Un matin brumeux, Mosswin aperçut son reflet dans une goutte de pluie accrochée à une feuille, et elle sursauta. Son pelage, toujours d'un doux brun, avait viré à un vert mousse poussiéreux, surtout le long de son dos et de ses bras. "Il m'arrive quelque chose," murmura-t-elle en se tordant pour mieux regarder. "Je suis devenue de la couleur d'une vieille mousse !" Elle se recroquevilla plus fort autour de sa branche, soudain gênée par les aras colorés qui bavardaient tout près, certaine qu'ils allaient le remarquer et se moquer d'elle.

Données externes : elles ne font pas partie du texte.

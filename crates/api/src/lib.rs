pub mod auth;
pub mod config;
pub mod error;
pub mod extract;
pub mod handlers;
pub mod middleware;
pub mod router;
pub mod routes;
pub mod state;
pub mod views;
//! Shared application router builder.
//!
//! Provides [`build_app_router`] so both the production binary (`main.rs`)
//! and integration tests (`tests/common/mod.rs`) use the exact same middleware
//! stack.

use std::time::Duration;

use axum::http::header::{AUTHORIZATION, CONTENT_TYPE};
use axum::http::{HeaderName, HeaderValue, Method, StatusCode};
use axum::Router;
use tower_http::catch_panic::CatchPanicLayer;
use tower_http::cors::CorsLayer;
use tower_http::request_id::{MakeRequestUuid, PropagateRequestIdLayer, SetRequestIdLayer};
use tower_http::timeout::TimeoutLayer;
use tower_http::trace::{DefaultMakeSpan, DefaultOnResponse, TraceLayer};
use tracing::Level;

use crate::config::ServerConfig;
use crate::routes;
use crate::state::AppState;

/// Build the full application [`Router`] with all middleware layers.
///
/// The middleware stack is applied bottom-up:
///
/// 1. CORS
/// 2. Set request ID on incoming requests
/// 3. Structured request/response tracing
/// 4. Propagate request ID to response
/// 5. Request timeout
/// 6. Panic recovery (catch panics, return 500)
pub fn build_app_router(state: AppState, config: &ServerConfig) -> Router {
    let cors = build_cors_layer(config);
    let request_id_header = HeaderName::from_static("x-request-id");

    Router::new()
        .merge(routes::health::router())
        .merge(routes::api_routes())
        .merge(routes::pages::router())
        // -- Middleware stack (applied bottom-up) --
        .layer(CatchPanicLayer::new())
        .layer(TimeoutLayer::with_status_code(
            StatusCode::REQUEST_TIMEOUT,
            Duration::from_secs(config.request_timeout_secs),
        ))
        .layer(PropagateRequestIdLayer::new(request_id_header.clone()))
        .layer(
            TraceLayer::new_for_http()
                .make_span_with(DefaultMakeSpan::new().level(Level::INFO))
                .on_response(DefaultOnResponse::new().level(Level::INFO)),
        )
        .layer(SetRequestIdLayer::new(request_id_header, MakeRequestUuid))
        .layer(cors)
        .with_state(state)
}

/// Build the CORS middleware layer from server configuration.
///
/// Origins that are not valid header values are skipped with a warning.
pub fn build_cors_layer(config: &ServerConfig) -> CorsLayer {
    let origins: Vec<HeaderValue> = config
        .cors_origins
        .iter()
        .filter_map(|o| match o.parse() {
            Ok(origin) => Some(origin),
            Err(e) => {
                tracing::warn!(origin = %o, error = %e, "Ignoring invalid CORS origin");
                None
            }
        })
        .collect();

    CorsLayer::new()
        .allow_origin(origins)
        .allow_methods([Method::GET, Method::POST, Method::PUT, Method::DELETE])
        .allow_headers([CONTENT_TYPE, AUTHORIZATION])
        .allow_credentials(true)
        .max_age(Duration::from_secs(3600))
}
//! Repository for the `users` table.

use chrono::Utc;
use sqlx::SqlitePool;
use carlot_core::types::DbId;

use crate::models::user::{CreateUser, User};

/// Column list shared across queries to avoid repetition.
const COLUMNS: &str = "id, username, email, password_hash, created_at";

/// Provides lookups and inserts for users.
pub struct UserRepo;

impl UserRepo {
    /// Insert a new user, returning the created row.
    ///
    /// A duplicate username surfaces as a unique-constraint database error.
    pub async fn create(pool: &SqlitePool, input: &CreateUser) -> Result<User, sqlx::Error> {
        let query = format!(
            "INSERT INTO users (username, email, password_hash, created_at)
             VALUES (?1, ?2, ?3, ?4)
             RETURNING {COLUMNS}"
        );
        sqlx::query_as::<_, User>(&query)
            .bind(&input.username)
            .bind(&input.email)
            .bind(&input.password_hash)
            .bind(Utc::now())
            .fetch_one(pool)
            .await
    }

    /// Find a user by internal ID.
    pub async fn find_by_id(pool: &SqlitePool, id: DbId) -> Result<Option<User>, sqlx::Error> {
        let query = format!("SELECT {COLUMNS} FROM users WHERE id = ?1");
        sqlx::query_as::<_, User>(&query)
            .bind(id)
            .fetch_optional(pool)
            .await
    }

    /// Find a user by username (case-sensitive).
    pub async fn find_by_username(
        pool: &SqlitePool,
        username: &str,
    ) -> Result<Option<User>, sqlx::Error> {
        let query = format!("SELECT {COLUMNS} FROM users WHERE username = ?1");
        sqlx::query_as::<_, User>(&query)
            .bind(username)
            .fetch_optional(pool)
            .await
    }

    /// Whether a user with this exact username exists.
    pub async fn username_exists(pool: &SqlitePool, username: &str) -> Result<bool, sqlx::Error> {
        let count: i64 = sqlx::query_scalar("SELECT COUNT(*) FROM users WHERE username = ?1")
            .bind(username)
            .fetch_one(pool)
            .await?;
        Ok(count > 0)
    }

    /// Delete a user. Their listings, comments and API token cascade.
    ///
    /// Returns `true` if a row was removed.
    pub async fn delete(pool: &SqlitePool, id: DbId) -> Result<bool, sqlx::Error> {
        let result = sqlx::query("DELETE FROM users WHERE id = ?1")
            .bind(id)
            .execute(pool)
            .await?;
        Ok(result.rows_affected() > 0)
    }
}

La douce sagesse d'une aînée

Grand-mère Fernanda, la plus vieille paresseuse de l'arbre, se déplia lentement d'une branche voisine et cligna ses yeux sombres et calmes vers Mosswin. "Laisse-moi deviner," dit-elle, sans la moindre hâte. "Tu penses que ton pelage vert est une chose inquiétante." Mosswin hocha la tête, malheureuse. Fernanda laissa échapper le plus doux des rires. "Petite, ce vert n'est ni de la saleté, ni une maladie. Ce sont des algues, des plantes minuscules, si petites qu'il faudrait des yeux perçants pour en voir une seule. Elles se sont installées dans ton pelage, tout comme la mousse s'installe doucement sur une pierre tranquille qui ne bouge jamais."

Cachée à la vue de tous

"Mais pourquoi voudrais-je que des plantes poussent sur moi ?" demanda Mosswin, encore hésitante. Fernanda désigna simplement du regard le plafond de feuilles, loin au-dessus d'elles. Un faucon décrivait des cercles, lent et patient, scrutant la canopée à la recherche de tout ce qui bougeait ou se distinguait. Mosswin resta parfaitement immobile, et à son grand étonnement, le regard du faucon glissa droit sur elle, comme si elle n'était qu'une ombre verte et feuillue parmi des milliers d'autres. "Tu vois ?" chuchota Fernanda. "Ta façon tranquille de vivre t'a fait pousser un manteau qui te cache du ciel. La forêt tropicale ne s'est jamais trompée avec toi."

Toute une petite forêt

Cet après-midi-là, Mosswin remarqua autre chose qui remuait dans son pelage : de minuscules papillons de nuit pâles, pas plus gros que des pétales de fleur, grignotant délicatement les algues sans jamais déranger sa peau. Elle les observa travailler, aussi patiente qu'eux, et ressentit un petit frisson d'émerveillement au lieu de l'inquiétude. "Vous vivez ici aussi," dit-elle doucement à un papillon posé près de son épaule. "Je suppose que je ne suis plus seulement une paresseuse. Je suis presque toute une petite forêt à moi seule."

Fière de son manteau vert

À partir de ce jour, chaque fois que Mosswin apercevait son reflet teinté de vert dans une goutte de pluie, elle ne détournait plus le regard. Elle se suspendait à sa branche avec un peu plus de fierté, avançant à son propre rythme tranquille pendant que les papillons de nuit lui rendaient visite, que les feuilles bruissaient, et que les faucons décrivaient des cercles loin au-dessus sans jamais la trouver. "La lenteur n'est pas une chose à cacher," dit-elle un soir à un jeune paresseau curieux qui lui demandait d'où venait sa couleur. "C'est ainsi que j'ai fait pousser mon propre jardin, et ma propre cachette, le tout dans un doux manteau vert."